During the 20th century, 35 devastating earthquakes with magnitude Ms≥6.5 occurred nearby densely populated areas causing a majority of casualties and deaths. The fact that Sichuan and Yunnan provinces are densely populated and industrially developed urges the necessity for investigating the occurrence pattern of the region’s stronger events through the stress evolutionary model and also identifying the structures that are apt to produce a potential strong seismic event in the future. The tectonic complexity reveals a real challenge for our investigation, since the interaction is sought among different faulting types. Stress transfer seems not to be restricted in a single however segmented fault but also expands over the adjacent faults or conjugate zones often bringing them toward rupture. The characteristic of the tectonic setting is that various long strike slip, normal and some thrust faults exist within the same area, interacting with each other.
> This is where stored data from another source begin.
//! Overlay decoding and the code/resource lookup tables.

use tracing::debug;

use super::BinaryReader;
use crate::error::{Error, Result, Stage};
use crate::ini::IniSection;
use crate::map::Grid;

/// Overlay byte meaning "no overlay".
pub const NO_OVERLAY: u8 = 0xFF;

/// Ordered code -> overlay identifier table for packed overlay streams.
#[derive(Debug, Clone, Copy, PartialEq, Eq)]
pub struct OverlayTable {
    names: &'static [&'static str],
}

impl OverlayTable {
    /// Walls, ore/gem stages, civilian decorations and crates.
    pub const RED_ALERT: OverlayTable = OverlayTable {
        names: &[
            "sbag", "cycl", "brik", "fenc", "wood",
            "gold01", "gold02", "gold03", "gold04",
            "gem01", "gem02", "gem03", "gem04",
            "v12", "v13", "v14", "v15", "v16", "v17", "v18",
            "fpls", "wcrate", "scrate", "barb", "sbag",
        ],
    };

    pub const fn new(names: &'static [&'static str]) -> Self {
        Self { names }
    }

    pub fn lookup(&self, code: u8) -> Option<&'static str> {
        self.names.get(code as usize).copied()
    }

    pub fn len(&self) -> usize {
        self.names.len()
    }

    pub fn is_empty(&self) -> bool {
        self.names.is_empty()
    }
}

impl Default for OverlayTable {
    fn default() -> Self {
        Self::RED_ALERT
    }
}

/// Overlay identifier <-> `(resource type, resource image)` pairs used by
/// the canonical resource stream. Type `0` means "no resource".
#[derive(Debug, Clone, Copy, PartialEq, Eq)]
pub struct ResourceTable {
    entries: &'static [(&'static str, u8, u8)],
}

impl ResourceTable {
    pub const ORE_AND_GEMS: ResourceTable = ResourceTable {
        entries: &[
            ("gold01", 1, 0),
            ("gold02", 1, 1),
            ("gold03", 1, 2),
            ("gold04", 1, 3),
            ("gem01", 2, 0),
            ("gem02", 2, 1),
            ("gem03", 2, 2),
            ("gem04", 2, 3),
        ],
    };

    pub const fn new(entries: &'static [(&'static str, u8, u8)]) -> Self {
        Self { entries }
    }

    pub fn resource_for(&self, overlay: &str) -> Option<(u8, u8)> {
        self.entries
            .iter()
            .find(|(name, _, _)| *name == overlay)
            .map(|&(_, kind, image)| (kind, image))
    }

    pub fn overlay_for(&self, kind: u8, image: u8) -> Option<&'static str> {
        self.entries
            .iter()
            .find(|&&(_, k, i)| k == kind && i == image)
            .map(|&(name, _, _)| name)
    }
}

impl Default for ResourceTable {
    fn default() -> Self {
        Self::ORE_AND_GEMS
    }
}

/// Writes overlay identifiers into an already tile-decoded grid.
#[derive(Debug, Clone, Copy, Default)]
pub struct OverlayDecoder {
    table: OverlayTable,
}

impl OverlayDecoder {
    pub fn new(table: OverlayTable) -> Self {
        Self { table }
    }

    /// One byte per cell, row-major. [`NO_OVERLAY`] leaves the cell empty.
    pub fn decode_packed(&self, data: &[u8], grid: &mut Grid) -> Result<()> {
        let mut reader = BinaryReader::new(data, Stage::OverlayDecode);
        reader.require(grid.cell_count())?;

        let mut placed = 0usize;
        for (x, y, cell) in grid.cells_mut() {
            let code = reader.read_u8()?;
            cell.overlay = if code == NO_OVERLAY {
                None
            } else {
                let name = self
                    .table
                    .lookup(code)
                    .ok_or(Error::OverlayIndexOutOfRange { code, x, y })?;
                placed += 1;
                Some(name.to_string())
            };
        }
        debug!(placed, "decoded packed overlays");
        Ok(())
    }

    /// `[OVERLAY]` entries keyed by linear cell index. An absent section
    /// places nothing.
    pub fn decode_flat(&self, section: Option<&IniSection>, grid: &mut Grid) -> Result<()> {
        let Some(section) = section else {
            debug!("no [OVERLAY] section");
            return Ok(());
        };

        for (key, value) in section.iter() {
            let index: i32 = key
                .trim()
                .parse()
                .map_err(|_| Error::malformed_entry(Stage::OverlayDecode, section, key, value))?;
            let cell = grid.cell_at_index_mut(index, Stage::OverlayDecode)?;
            cell.overlay = Some(value.trim().to_lowercase());
        }
        debug!(placed = section.len(), grid_size = grid.size(), "decoded overlay section");
        Ok(())
    }
}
Such interaction of strong earthquakes has been proved by previous investigation concerning the Xianshuihe fault zone (Papadimitriou et al., 2004) and the stress evolution for the northeast Tibetan Plateau from 1920 till present for a viscoelastic model (Wan et al., 2007).
A feature characterizing long fault zones is that they are found segmented and distinct parts of faults rupture each time until they complete a seismic cycle. Although fault surfaces are irregular and ruptures are more complicated, meaning that slip is not uniform but varies along its segments, it is believed that the approximate models are sufficient for identifying the areas of stress change, when they are computed for distances far from the causative fault. A subsequent event can be triggered on the faults having proper orientation and being close to failure, even if the stress change is only a few bars. Stress increment does not declare subsequent epicentre location but corresponds to the segment sufficient to fail because it has reached high stress level, in accordance with Coulomb Failure Criterion. Stress transfer among adjacent faults or fault segments, or conjugate faults is confirmed to dominate in this area. It is evidenced in the present study that strong earthquakes in a long fault zone undoubtedly encourage a second event along strike. In most of the cases triggering is evidenced and many events are located in bright zones where static stress changes have relatively high positive values. Most of them are concentrated in the places around fault tips or on the sites where fault changes its strike since there is a high stress increase. Characteristic examples are demonstrated in the case of Xianshuihe fault zones in northern Sichuan and Lancang–Gengma fault zone in southern Yunnan, where almost all the segments of the fault have ruptured in the last century.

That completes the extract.